Non-covalent interactions are fundamental to a wide range of physical, chemical and biological processes.^[2] They play a pivotal role in molecular recognition, self-assembly, crystal engineering, catalysis and the design of functional materials,^[1–5] including metal-organic frameworks (MOFs) – gas capture and sequestration, supramolecular complexes^[4,6,7] and bio-inspired architectures. Thanks to rapid progress in quantum chemistry, the development of accurate classical force fields and the integration of machine learning techniques, it is now possible to study non-covalent interactions with unprecedented accuracy and efficiency. These advancements are making it easier than ever for researchers to understand, simulate and harness these subtle interactions in both molecular systems and materials.^[8] Participants in the NIMM School will be exposed to both theoretical foundations and practical methodologies, including:

·         Ab initio and Density Functional Theory (DFT)-based approaches for modelling NCIs

·         Force-fields developments and polarizable models for materials design

·         Energy decomposition analysis (EDA) and SAPT for interaction energy breakdown

·         Host–guest binding studies in porous materials and drug discovery

·         Non-covalent interactions in soft matter and biomolecular assemblies

·         Machine learning tools for pattern recognition and NCI potential fitting

·         Visualization and analysis techniques for supramolecular systems

The school will emphasize hands-on training through computational workshops and tutorials using state-of-the-art software tools (e.g., CP2K, ORCA, VASP, GAUSSIAN, GROMACS, AIM and visualization platforms).

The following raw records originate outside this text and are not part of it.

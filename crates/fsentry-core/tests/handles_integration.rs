//! End-to-end tests for file and directory handles against a real temp dir.
//!
//! Covers conflict policies, per-handle cache independence, staleness, and
//! the move/rename contract (commit in memory only after the rename lands).

use std::fs;
use std::sync::Once;

use fsentry_core::{
    Directory, Entry, File, FileSystem, FsConfig, FsErrorKind, IfExists, IfNotExists, PathInfo,
};
use tempfile::TempDir;

static LOGGER: Once = Once::new();

fn init_logger() {
    LOGGER.call_once(|| {
        let _ = env_logger::builder().is_test(true).try_init();
    });
}

fn setup() -> (TempDir, FileSystem, String) {
    init_logger();
    let dir = TempDir::new().unwrap();
    let root = dir.path().to_string_lossy().into_owned();
    let fs = FileSystem::with_config(FsConfig { separator: '/' }).unwrap();
    (dir, fs, root)
}

#[test]
fn sandbox_scenario_caches_are_per_handle() {
    let (_tmp, fs, root) = setup();
    let sandbox_path = format!("{}/sandbox", root);

    let mut sandbox = Directory::make(&fs, &sandbox_path, IfExists::Open).unwrap();
    let mut parent = Directory::open(&fs, &root).unwrap();
    assert!(parent.directory_exists("sandbox").unwrap());

    let mut observer = Directory::open(&fs, &sandbox_path).unwrap();
    assert!(!observer.file_exists("child.txt").unwrap());

    let child = sandbox.get_file("child.txt", IfNotExists::Create).unwrap();
    assert_eq!(child.path(), format!("{}/child.txt", sandbox_path));
    assert_eq!(child.size().unwrap(), 0);

    // Loaded before the create: stays stale.
    assert!(!observer.file_exists("child.txt").unwrap());

    // A second independent handle sees it only once its own load runs.
    let mut second = Directory::open(&fs, &sandbox_path).unwrap();
    assert!(!second.is_loaded());
    assert!(second.file_exists("child.txt").unwrap());
    assert!(second.is_loaded());
}

#[test]
fn make_open_is_idempotent_across_runs() {
    let (_tmp, fs, root) = setup();
    let path = format!("{}/sandbox", root);
    let first = Directory::make(&fs, &path, IfExists::Open).unwrap();
    let second = Directory::make(&fs, &path, IfExists::Open).unwrap();
    assert_eq!(first.path(), second.path());
}

#[test]
fn make_open_returns_normalized_path() {
    let (_tmp, fs, root) = setup();
    let path = format!("{}/a.txt", root);
    fs::write(&path, "x").unwrap();
    let file = File::make(&fs, &format!("{}//a.txt", root), IfExists::Open).unwrap();
    assert_eq!(file.path(), fs.normalize(&path));
}

#[test]
fn listing_partitions_mixed_fixture() {
    let (_tmp, fs, root) = setup();
    for f in ["one.txt", "two.rs", ".hidden"] {
        fs::write(format!("{}/{}", root, f), f).unwrap();
    }
    for d in ["alpha", "beta"] {
        fs::create_dir(format!("{}/{}", root, d)).unwrap();
    }

    let mut dir = Directory::open(&fs, &root).unwrap();
    let mut files: Vec<String> = dir
        .get_files()
        .unwrap()
        .into_iter()
        .map(|f| f.name().to_string())
        .collect();
    let mut dirs: Vec<String> = dir
        .get_directories()
        .unwrap()
        .into_iter()
        .map(|d| d.name().to_string())
        .collect();
    files.sort();
    dirs.sort();

    assert_eq!(files, vec![".hidden", "one.txt", "two.rs"]);
    assert_eq!(dirs, vec!["alpha", "beta"]);
    assert!(files.iter().all(|f| !dirs.contains(f)));
    assert!(!files.iter().chain(dirs.iter()).any(|n| n == "." || n == ".."));
}

#[test]
fn loaded_handle_ignores_later_changes() {
    let (_tmp, fs, root) = setup();
    fs::write(format!("{}/a.txt", root), "a").unwrap();

    let mut dir = Directory::open(&fs, &root).unwrap();
    let before_files = dir.file_names().unwrap();
    let before_dirs = dir.directory_names().unwrap();

    fs::write(format!("{}/b.txt", root), "b").unwrap();
    fs::create_dir(format!("{}/c", root)).unwrap();

    for _ in 0..3 {
        assert_eq!(dir.file_names().unwrap(), before_files);
        assert_eq!(dir.directory_names().unwrap(), before_dirs);
        assert!(!dir.file_exists("b.txt").unwrap());
        assert!(!dir.directory_exists("c").unwrap());
    }
    assert_eq!(dir.get_files().unwrap().len(), 1);
}

#[test]
fn get_file_missing_policies() {
    let (_tmp, fs, root) = setup();
    let mut dir = Directory::open(&fs, &root).unwrap();

    let err = dir.get_file("missing", IfNotExists::ThrowOnMissing).unwrap_err();
    assert_eq!(err.kind(), FsErrorKind::DoesNotExist);

    let file = dir.get_file("missing", IfNotExists::Create).unwrap();
    assert!(File::exists(&fs, &file.path()));
    assert_eq!(fs::metadata(file.path()).unwrap().len(), 0);
}

#[test]
fn wrong_kind_is_does_not_exist() {
    let (_tmp, fs, root) = setup();
    let file_path = format!("{}/f.txt", root);
    fs::write(&file_path, "x").unwrap();

    assert_eq!(
        Directory::open(&fs, &file_path).unwrap_err().kind(),
        FsErrorKind::DoesNotExist
    );
    assert_eq!(
        File::open(&fs, &root).unwrap_err().kind(),
        FsErrorKind::DoesNotExist
    );
    assert_eq!(
        File::open(&fs, &format!("{}/absent", root)).unwrap_err().kind(),
        FsErrorKind::DoesNotExist
    );
}

#[test]
fn set_name_renames_on_disk_and_in_memory() {
    let (_tmp, fs, root) = setup();
    let mut file = File::make(&fs, &format!("{}/draft.txt", root), IfExists::ThrowOnExists).unwrap();
    file.write("body").unwrap();

    file.set_name("final.md").unwrap();

    assert_eq!(file.name(), "final.md");
    assert_eq!(file.extension(), "md");
    assert_eq!(file.path(), format!("{}/final.md", root));
    assert!(!File::exists(&fs, &format!("{}/draft.txt", root)));
    assert_eq!(file.read_to_string().unwrap(), "body");
}

#[test]
fn set_name_failure_leaves_handle_unchanged() {
    let (_tmp, fs, root) = setup();
    let path = format!("{}/a.txt", root);
    let mut file = File::make(&fs, &path, IfExists::ThrowOnExists).unwrap();
    fs::remove_file(&path).unwrap();

    let err = file.set_name("b.txt").unwrap_err();
    assert_eq!(err.kind(), FsErrorKind::CouldNotMove);
    assert_eq!(file.name(), "a.txt");
    assert_eq!(file.path(), path);
}

#[test]
fn set_name_rejects_multi_component_names() {
    let (_tmp, fs, root) = setup();
    let path = format!("{}/a.txt", root);
    let mut file = File::make(&fs, &path, IfExists::ThrowOnExists).unwrap();

    for bad in ["", ".", "..", "sub/b.txt"] {
        let err = file.set_name(bad).unwrap_err();
        assert_eq!(err.kind(), FsErrorKind::CouldNotMove);
    }
    assert_eq!(file.path(), path);
    assert!(File::exists(&fs, &path));
}

#[test]
fn set_location_creates_target_and_moves() {
    let (_tmp, fs, root) = setup();
    let mut file = File::make(&fs, &format!("{}/a.txt", root), IfExists::ThrowOnExists).unwrap();
    let archive = format!("{}/archive", root);

    file.set_location(&archive).unwrap();

    assert_eq!(file.location(), archive);
    assert_eq!(file.path(), format!("{}/a.txt", archive));
    assert!(Directory::exists(&fs, &archive));
    assert!(File::exists(&fs, &file.path()));
    assert!(!File::exists(&fs, &format!("{}/a.txt", root)));
}

#[test]
fn set_location_into_existing_directory() {
    let (_tmp, fs, root) = setup();
    let target = format!("{}/existing", root);
    fs::create_dir(&target).unwrap();
    let mut dir = Directory::make(&fs, &format!("{}/moving", root), IfExists::ThrowOnExists).unwrap();

    dir.set_location(&target).unwrap();

    assert_eq!(dir.path(), format!("{}/moving", target));
    assert!(Directory::exists(&fs, &dir.path()));
}

#[test]
fn set_location_failure_leaves_handle_unchanged() {
    let (_tmp, fs, root) = setup();
    let path = format!("{}/a.txt", root);
    let mut file = File::make(&fs, &path, IfExists::ThrowOnExists).unwrap();

    // Parent of the target location does not exist, so it cannot be created.
    let err = file.set_location(&format!("{}/x/y/z", root)).unwrap_err();
    assert_eq!(err.kind(), FsErrorKind::CouldNotCreate);
    assert_eq!(file.path(), path);

    // Target exists but the source vanished: rename fails.
    fs::remove_file(&path).unwrap();
    let err = file.set_location(&format!("{}/elsewhere", root)).unwrap_err();
    assert_eq!(err.kind(), FsErrorKind::CouldNotMove);
    assert_eq!(file.location(), root);
}

#[test]
fn directory_cannot_move_into_itself() {
    let (_tmp, fs, root) = setup();
    let path = format!("{}/outer", root);
    let mut dir = Directory::make(&fs, &path, IfExists::ThrowOnExists).unwrap();

    let err = dir.set_location(&format!("{}/inner", path)).unwrap_err();
    assert_eq!(err.kind(), FsErrorKind::CouldNotMove);
    assert_eq!(dir.path(), path);
}

#[test]
fn set_path_moves_and_renames() {
    let (_tmp, fs, root) = setup();
    let mut file = File::make(&fs, &format!("{}/a.txt", root), IfExists::ThrowOnExists).unwrap();
    let target = format!("{}/docs/readme.md", root);

    file.set_path(&target).unwrap();

    assert_eq!(file.path(), target);
    assert_eq!(file.stem(), "readme");
    assert!(File::exists(&fs, &target));
}

#[test]
fn set_path_with_bare_name_renames_in_place() {
    let (_tmp, fs, root) = setup();
    let mut file = File::make(&fs, &format!("{}/a.txt", root), IfExists::ThrowOnExists).unwrap();

    file.set_path("b.txt").unwrap();

    assert_eq!(file.location(), root);
    assert_eq!(file.path(), format!("{}/b.txt", root));
    assert!(File::exists(&fs, &file.path()));
    assert!(!File::exists(&fs, &format!("{}/a.txt", root)));
}

#[test]
fn get_directory_never_hands_out_self_or_parent() {
    let (_tmp, fs, root) = setup();
    let mut sub = Directory::make(&fs, &format!("{}/sub", root), IfExists::ThrowOnExists).unwrap();

    for bad in ["", ".."] {
        let err = sub.get_directory(bad, IfNotExists::Create).unwrap_err();
        assert_eq!(err.kind(), FsErrorKind::CouldNotCreate);
    }
    assert!(sub.get_directories().unwrap().is_empty());
}

#[test]
fn path_round_trip_with_configured_separator() {
    let fs = FileSystem::with_config(FsConfig { separator: '/' }).unwrap();
    for p in ["/tmp/sandbox/child.txt", "/tmp//sandbox/", "rel/x.tar.gz", "/"] {
        let info: PathInfo = fs.path_info(p);
        assert_eq!(fs.compose(&info.location, &info.basename), fs.normalize(p));
    }
}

Expert-led lectures will be complemented by group discussions, poster sessions and collaborative mini-projects.

By the end of the program, participants will gain both a fundamental understanding and a practical experience in identifying, modelling and applying non-covalent interactions in real-world molecular and material systems, preparing them for interdisciplinary research at the interface of theory and applications in biology, environment, industry and astro-chemistry.